Sequential realization of Quantum Instruments

TL;DR

This paper explores the sequential implementation of quantum instruments in adaptive circuits, revealing optimal tradeoffs between steps and ancillary qubits, and demonstrating efficient realization of certain transformations with minimal resources.

Contribution

It introduces a mathematical framework for adaptive sequence of instruments (ASI), establishes bounds on resources, and shows how to implement certain quantum transformations efficiently.

Findings

Lower bound on the product of steps and ancillary qubits for ASI

Optimal resource tradeoffs depend on the nature of quantum instruments

Efficient implementation of transformations increasing qubit number with minimal ancillas

Abstract

In adaptive quantum circuits classical results of mid-circuit measurements determine the upcoming gates. This allows POVMs, quantum channels or more generally quantum instruments to be implemented sequentially, so that fewer qubits need to be used at each of the $N$ measurement steps.
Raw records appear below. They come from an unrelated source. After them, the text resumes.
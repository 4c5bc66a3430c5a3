use std::sync::Mutex;

use async_trait::async_trait;

use super::*;
use crate::canvas::{Mixed, NativePaint};
use crate::foundation::core::Rgb;
use crate::model::document::{Assets, ImageAsset, RemoteImage};
use crate::model::paint::ScaleMode;
use crate::model::value::Indirect;
use crate::render::NoPacing;
use crate::transport::{UploadAssetsResponse, UploadEpochResponse};

struct NoFetcher;

#[async_trait]
impl ImageFetcher for NoFetcher {
    async fn fetch(&self, url: &str) -> WorldviewResult<Vec<u8>> {
        Err(WorldviewError::asset(format!("offline: {url}")))
    }
}

#[derive(Default)]
struct FakeService {
    fail_download: Option<TransportError>,
    screens: Vec<Screen>,
    uploaded_assets: Mutex<Option<Assets>>,
    uploaded_epoch: Mutex<Option<Epoch>>,
}

#[async_trait]
impl GenerationService for FakeService {
    async fn upload_assets(&self, assets: &Assets) -> Result<UploadAssetsResponse, TransportError> {
        *self.uploaded_assets.lock().unwrap() = Some(assets.clone());
        Ok(assets
            .keys()
            .map(|key| {
                let remote = RemoteImage {
                    url: format!("https://cdn.test/{key}.png"),
                    description: "uploaded".into(),
                };
                (key.clone(), remote)
            })
            .collect())
    }

    async fn upload_epoch(&self, epoch: &Epoch) -> Result<UploadEpochResponse, TransportError> {
        *self.uploaded_epoch.lock().unwrap() = Some(epoch.clone());
        Ok(UploadEpochResponse {
            collection_id: "col-7".into(),
        })
    }

    async fn download(&self, _: &DownloadRequest) -> Result<DownloadResponse, TransportError> {
        match &self.fail_download {
            Some(e) => Err(e.clone()),
            None => Ok(DownloadResponse {
                screens: self.screens.clone(),
            }),
        }
    }
}

fn session() -> Session {
    let ctx = Context::new(Settings::default(), Arc::new(NoFetcher)).with_pacer(Arc::new(NoPacing));
    Session::new(ctx)
}

fn png_bytes() -> Vec<u8> {
    let img = image::RgbaImage::from_raw(1, 1, vec![10, 20, 30, 255]).unwrap();
    let mut buf = Vec::new();
    image::DynamicImage::ImageRgba8(img)
        .write_to(&mut std::io::Cursor::new(&mut buf), image::ImageFormat::Png)
        .unwrap();
    buf
}

fn section(canvas: &mut Canvas, title: &str) -> NodeId {
    let section = canvas.create_section();
    canvas.get_mut(section).unwrap().name = title.to_string();
    canvas.append_child(canvas.page(), section).unwrap();
    canvas.set_selection(vec![section]);
    section
}

fn screen_frame(canvas: &mut Canvas, parent: NodeId, name: &str, x: f64, y: f64) -> NodeId {
    let frame = canvas.create_frame();
    canvas.resize(frame, 120.0, 200.0).unwrap();
    let node = canvas.get_mut(frame).unwrap();
    node.name = name.to_string();
    node.x = x;
    node.y = y;
    canvas.append_child(parent, frame).unwrap();
    frame
}

fn current_message(session: &Session) -> &str {
    &session.notifier().current().unwrap().message
}

#[test]
fn selection_must_be_a_single_section() {
    let mut canvas = Canvas::new();
    let mut session = session();
    assert!(session.extract_selection(&mut canvas).is_none());
    assert_eq!(current_message(&session), SELECT_SECTION);

    let frame = canvas.create_frame();
    canvas.set_selection(vec![frame]);
    assert!(session.extract_selection(&mut canvas).is_none());
    assert_eq!(current_message(&session), SELECT_SECTION);
}

#[test]
fn section_title_needs_name_and_description() {
    for title in ["Shop", "Shop - A - B", "Shop-A store"] {
        let mut canvas = Canvas::new();
        section(&mut canvas, title);
        let mut session = session();
        assert!(session.extract_selection(&mut canvas).is_none(), "{title}");
        assert_eq!(current_message(&session), TITLE_SECTION);
    }
}

#[test]
fn selection_becomes_one_app_of_themed_screens() {
    let mut canvas = Canvas::new();
    let parent = section(&mut canvas, "Shop - A small store");
    screen_frame(&mut canvas, parent, "Cart", 300.0, 0.0);
    screen_frame(&mut canvas, parent, "Checkout", 0.0, 500.0);
    screen_frame(&mut canvas, parent, "Home", 0.0, 0.0);
    let stray = canvas.create_rectangle();
    canvas.append_child(parent, stray).unwrap();

    let mut session = session();
    let epoch = session.extract_selection(&mut canvas).unwrap();

    assert!(epoch.name.parse::<u128>().is_ok());
    assert_eq!(epoch.apps.len(), 1);
    let app = &epoch.apps[0];
    assert_eq!(app.name, "Shop");
    assert_eq!(app.description, "A small store");
    assert!(app.meta.is_empty());
    let names: Vec<&str> = app.screens.iter().map(|s| s.name.as_str()).collect();
    assert_eq!(names, ["Home", "Cart", "Checkout"]);

    let home = &app.screens[0];
    assert!(home.meta.theme.colors.contains_key("#FFFFFF"));
    let WorldviewNode::Container(root) = &home.root else {
        panic!("expected a container root");
    };
    assert!(matches!(root.fill, Some(Indirect::Variable { .. })));
}

#[test]
fn extraction_failure_focuses_the_node() {
    let mut canvas = Canvas::new();
    let parent = section(&mut canvas, "Shop - Store");
    let frame = screen_frame(&mut canvas, parent, "Home", 0.0, 0.0);
    let bad = canvas.create_rectangle();
    canvas.get_mut(bad).unwrap().fills = Mixed::Mixed;
    canvas.append_child(frame, bad).unwrap();

    let mut session = session();
    assert!(session.extract_selection(&mut canvas).is_none());

    let shown = session.notifier().current().unwrap();
    assert_eq!(shown.level, NotificationLevel::Error);
    assert_eq!(shown.message, "fills are mixed");
    assert_eq!(canvas.selection(), [bad]);
    assert_eq!(canvas.viewport().zoom, DRAW_ZOOM);
}

#[test]
fn extract_frame_requires_a_frame() {
    let mut canvas = Canvas::new();
    let frame = canvas.create_frame();
    canvas.resize(frame, 300.0, 300.0).unwrap();
    canvas.get_mut(frame).unwrap().name = "Profile".into();
    let rect = canvas.create_rectangle();

    let mut session = session();
    let screen = session.extract_frame(&mut canvas, frame).unwrap();
    assert_eq!(screen.name, "Profile");
    assert!(session.extract_frame(&mut canvas, rect).is_none());
    assert_eq!(current_message(&session), SELECT_FRAME);
}

#[tokio::test]
async fn upload_rewrites_images_before_sending_the_epoch() {
    let mut canvas = Canvas::new();
    let parent = section(&mut canvas, "Gallery - Photos");
    let frame = screen_frame(&mut canvas, parent, "Home", 0.0, 0.0);
    let hash = canvas.create_image(&png_bytes()).unwrap();
    let photo = canvas.create_rectangle();
    canvas.get_mut(photo).unwrap().fills =
        Mixed::Value(vec![NativePaint::image(Some(hash.clone()), ScaleMode::Fill)]);
    canvas.append_child(frame, photo).unwrap();

    let service = FakeService::default();
    let mut session = session();
    let outcome = session
        .upload_selection(&mut canvas, &service)
        .await
        .unwrap()
        .unwrap();

    assert_eq!(outcome.collection_id, "col-7");
    assert_eq!(outcome.images_rewritten, 1);
    assert_eq!(current_message(&session), "Success! Created col-7");

    let assets = service.uploaded_assets.lock().unwrap().clone().unwrap();
    assert_eq!(assets[&hash].as_bytes(), Some(png_bytes().as_slice()));
    let epoch = service.uploaded_epoch.lock().unwrap().clone().unwrap();
    let image = &epoch.apps[0].screens[0].meta.theme.images[&hash];
    assert!(matches!(image, ImageAsset::Postprocessed(remote) if remote.url.ends_with(".png")));
}

#[tokio::test]
async fn upload_stops_when_the_selection_is_wrong() {
    let mut canvas = Canvas::new();
    let service = FakeService::default();
    let mut session = session();
    assert_eq!(session.upload_selection(&mut canvas, &service).await, Ok(None));
    assert!(service.uploaded_assets.lock().unwrap().is_none());
}

#[tokio::test]
async fn generate_draws_downloaded_screens() {
    let mut source = Canvas::new();
    let frame = source.create_frame();
    source.resize(frame, 100.0, 80.0).unwrap();
    source.get_mut(frame).unwrap().fills = Mixed::Value(vec![NativePaint::solid(Rgb::BLACK, 1.0)]);
    let mut session = session();
    let screen = session.extract_frame(&mut source, frame).unwrap();

    let service = FakeService {
        screens: vec![screen],
        ..FakeService::default()
    };
    let mut canvas = Canvas::new();
    let outcome = session
        .generate(&mut canvas, &service, "make a test app")
        .await
        .unwrap()
        .unwrap();

    assert_eq!(outcome.roots.len(), 1);
    let drawn = canvas.get(outcome.roots[0]).unwrap();
    assert_eq!((drawn.width, drawn.height), (100.0, 80.0));
    assert_eq!(canvas.viewport().zoom, DRAW_ZOOM);
    assert!(canvas.collection_by_name(crate::assets::COLOR_COLLECTION).is_some());

    let messages: Vec<&str> = session
        .notifier()
        .history()
        .iter()
        .map(|n| n.message.as_str())
        .collect();
    assert_eq!(messages, ["Generating \"make a test app\"...", "Generated!"]);
    assert_eq!(session.notifier().history()[0].timeout_ms, None);
}

#[tokio::test]
async fn generate_surfaces_transport_failures() {
    let service = FakeService {
        fail_download: Some(TransportError::ServerError),
        ..FakeService::default()
    };
    let mut canvas = Canvas::new();
    let mut session = session();
    let err = session
        .generate(&mut canvas, &service, "make a finance app")
        .await
        .unwrap_err();
    assert_eq!(err, TransportError::ServerError);
    let shown = session.notifier().current().unwrap();
    assert_eq!(shown.level, NotificationLevel::Error);
    assert_eq!(shown.message, "Server error. Please try again later");
    assert_eq!(canvas.children(canvas.page()).len(), 0);
}

#[tokio::test]
async fn empty_prompt_is_refused() {
    let service = FakeService::default();
    let mut canvas = Canvas::new();
    let mut session = session();
    assert_eq!(session.generate(&mut canvas, &service, "  ").await, Ok(None));
    assert_eq!(current_message(&session), EMPTY_PROMPT);
}

#[tokio::test]
async fn draw_epoch_uses_the_first_app() {
    let mut source = Canvas::new();
    let frame = source.create_frame();
    source.resize(frame, 90.0, 90.0).unwrap();
    let mut session = session();
    let screen = session.extract_frame(&mut source, frame).unwrap();
    let epoch = Epoch {
        name: "1".into(),
        apps: vec![
            App {
                name: "first".into(),
                screens: vec![screen.clone(), screen.clone()],
                ..App::default()
            },
            App {
                name: "second".into(),
                screens: vec![screen],
                ..App::default()
            },
        ],
    };
    let mut canvas = Canvas::new();
    let outcome = session.draw_epoch(&mut canvas, &epoch).await;
    assert_eq!(outcome.roots.len(), 2);
    assert_eq!(current_message(&session), "Generated!");
}

#[test]
fn titles_split_on_the_spaced_dash() {
    assert_eq!(split_title("A - B"), Some(("A", "B")));
    assert_eq!(split_title("A - "), Some(("A", "")));
    assert_eq!(split_title("A-B"), None);
}
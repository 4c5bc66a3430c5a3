//! Extract, redraw and re-extract a subtree, then compare the two trees.
//!
//! Equality is checked after these normalizations, which are accepted non-identity points:
//! - redrawn nodes get fresh native ids, mapped back through the render pass's [`IdMapping`];
//!   reaction destinations are mapped the same way
//! - the redrawn root sits wherever it was placed, so both roots are moved to `(0, 0)`
//! - icon markup is regenerated from the redrawn vectors, so icon `data` is blanked on both sides
//!
//! Container resize-to-fit, effect filtering and icon flattening already happen during the first
//! extraction and need no further treatment.
//!
//! [`IdMapping`]: crate::IdMapping

use std::collections::BTreeMap;

use serde_json::Value;

use crate::canvas::{Canvas, NodeId};
use crate::extract::extract_node;
use crate::foundation::error::{WorldviewError, WorldviewResult};
use crate::model::node::WorldviewNode;
use crate::model::value::Indirect;
use crate::render::{NoPacing, RenderOutcome, RenderSettings, draw_node};

/// Both sides of a round trip, already normalized.
#[derive(Clone, Debug, PartialEq)]
pub struct RoundTrip {
    pub original: WorldviewNode,
    pub redrawn: WorldviewNode,
    pub outcome: RenderOutcome,
}

impl RoundTrip {
    pub fn matches(&self) -> bool {
        self.original == self.redrawn
    }

    /// JSON pointer of the first place the two trees disagree.
    pub fn first_difference(&self) -> Option<String> {
        let a = serde_json::to_value(&self.original).ok()?;
        let b = serde_json::to_value(&self.redrawn).ok()?;
        diff_path(&a, &b, String::new())
    }
}

/// Round-trip `root` through the same canvas, drawing the copy on the page without pacing.
#[tracing::instrument(skip(canvas))]
pub async fn roundtrip(canvas: &mut Canvas, root: NodeId) -> WorldviewResult<RoundTrip> {
    let mut original = extract_node(canvas, root)?;
    let page = canvas.page();
    let outcome = draw_node(
        canvas,
        &original,
        page,
        &RenderSettings::default(),
        &NoPacing,
    )
    .await?;
    let drawn = outcome
        .roots
        .first()
        .copied()
        .ok_or_else(|| WorldviewError::render("round trip drew nothing"))?;
    let mut redrawn = extract_node(canvas, drawn)?;

    restore_ids(&mut redrawn, &outcome.ids.inverse());
    normalize(&mut original);
    normalize(&mut redrawn);
    let trip = RoundTrip {
        original,
        redrawn,
        outcome,
    };
    if let Some(path) = trip.first_difference() {
        tracing::info!(path, "round trip differs");
    }
    Ok(trip)
}

/// Rewrite native ids, and reaction destinations, back to the ids they were drawn from.
pub fn restore_ids(node: &mut WorldviewNode, native_to_extracted: &BTreeMap<String, String>) {
    node.walk_mut(&mut |n| {
        let base = n.base_mut();
        if let Some(id) = native_to_extracted.get(&base.id) {
            base.id = id.clone();
        }
        for reaction in base.reaction.iter_mut().flatten() {
            let actions = reaction.action.iter_mut().chain(reaction.actions.iter_mut());
            for action in actions {
                if let Some(dest) = action.destination_id.as_mut()
                    && let Some(id) = native_to_extracted.get(dest.as_str())
                {
                    *dest = id.clone();
                }
            }
        }
    });
}

fn normalize(root: &mut WorldviewNode) {
    let base = root.base_mut();
    base.x = 0.0;
    base.y = 0.0;
    root.walk_mut(&mut |n| {
        if let WorldviewNode::IconContainer(icon) = n {
            icon.data = Indirect::Value(String::new());
        }
    });
}

fn diff_path(a: &Value, b: &Value, path: String) -> Option<String> {
    match (a, b) {
        (Value::Object(x), Value::Object(y)) => {
            let keys = x.keys().chain(y.keys().filter(|k| !x.contains_key(*k)));
            for key in keys {
                let child = format!("{path}/{key}");
                match (x.get(key), y.get(key)) {
                    (Some(l), Some(r)) => {
                        if let Some(found) = diff_path(l, r, child) {
                            return Some(found);
                        }
                    }
                    _ => return Some(child),
                }
            }
            None
        }
        (Value::Array(x), Value::Array(y)) => {
            for (i, (l, r)) in x.iter().zip(y).enumerate() {
                if let Some(found) = diff_path(l, r, format!("{path}/{i}")) {
                    return Some(found);
                }
            }
            (x.len() != y.len()).then(|| format!("{path}/{}", x.len().min(y.len())))
        }
        _ => (a != b).then_some(path),
    }
}

#[cfg(test)]
#[path = "../../tests/unit/roundtrip/mod.rs"]
mod tests;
In this paper, we mathematically describe these problems via adaptive sequence of instruments (ASI) and show how any instrument can be decomposed into it. Number of steps $N$ and number of ancillary qubits $n_A$ needed for actual implementation are crucial parameters of any such ASI. We show an achievable lower bound on the product $N.n_A$ and we determine in which situations this tradeoff is likely to be optimal. Contrary to common intuition we show that for quantum instruments which transform $n$ to $m(>n)$ qubits, there exist $N$-step ASI implementing them just with $(m-n)$ ancillary qubits, which are remeasured $(N-1)$ times and finally used as output qubits.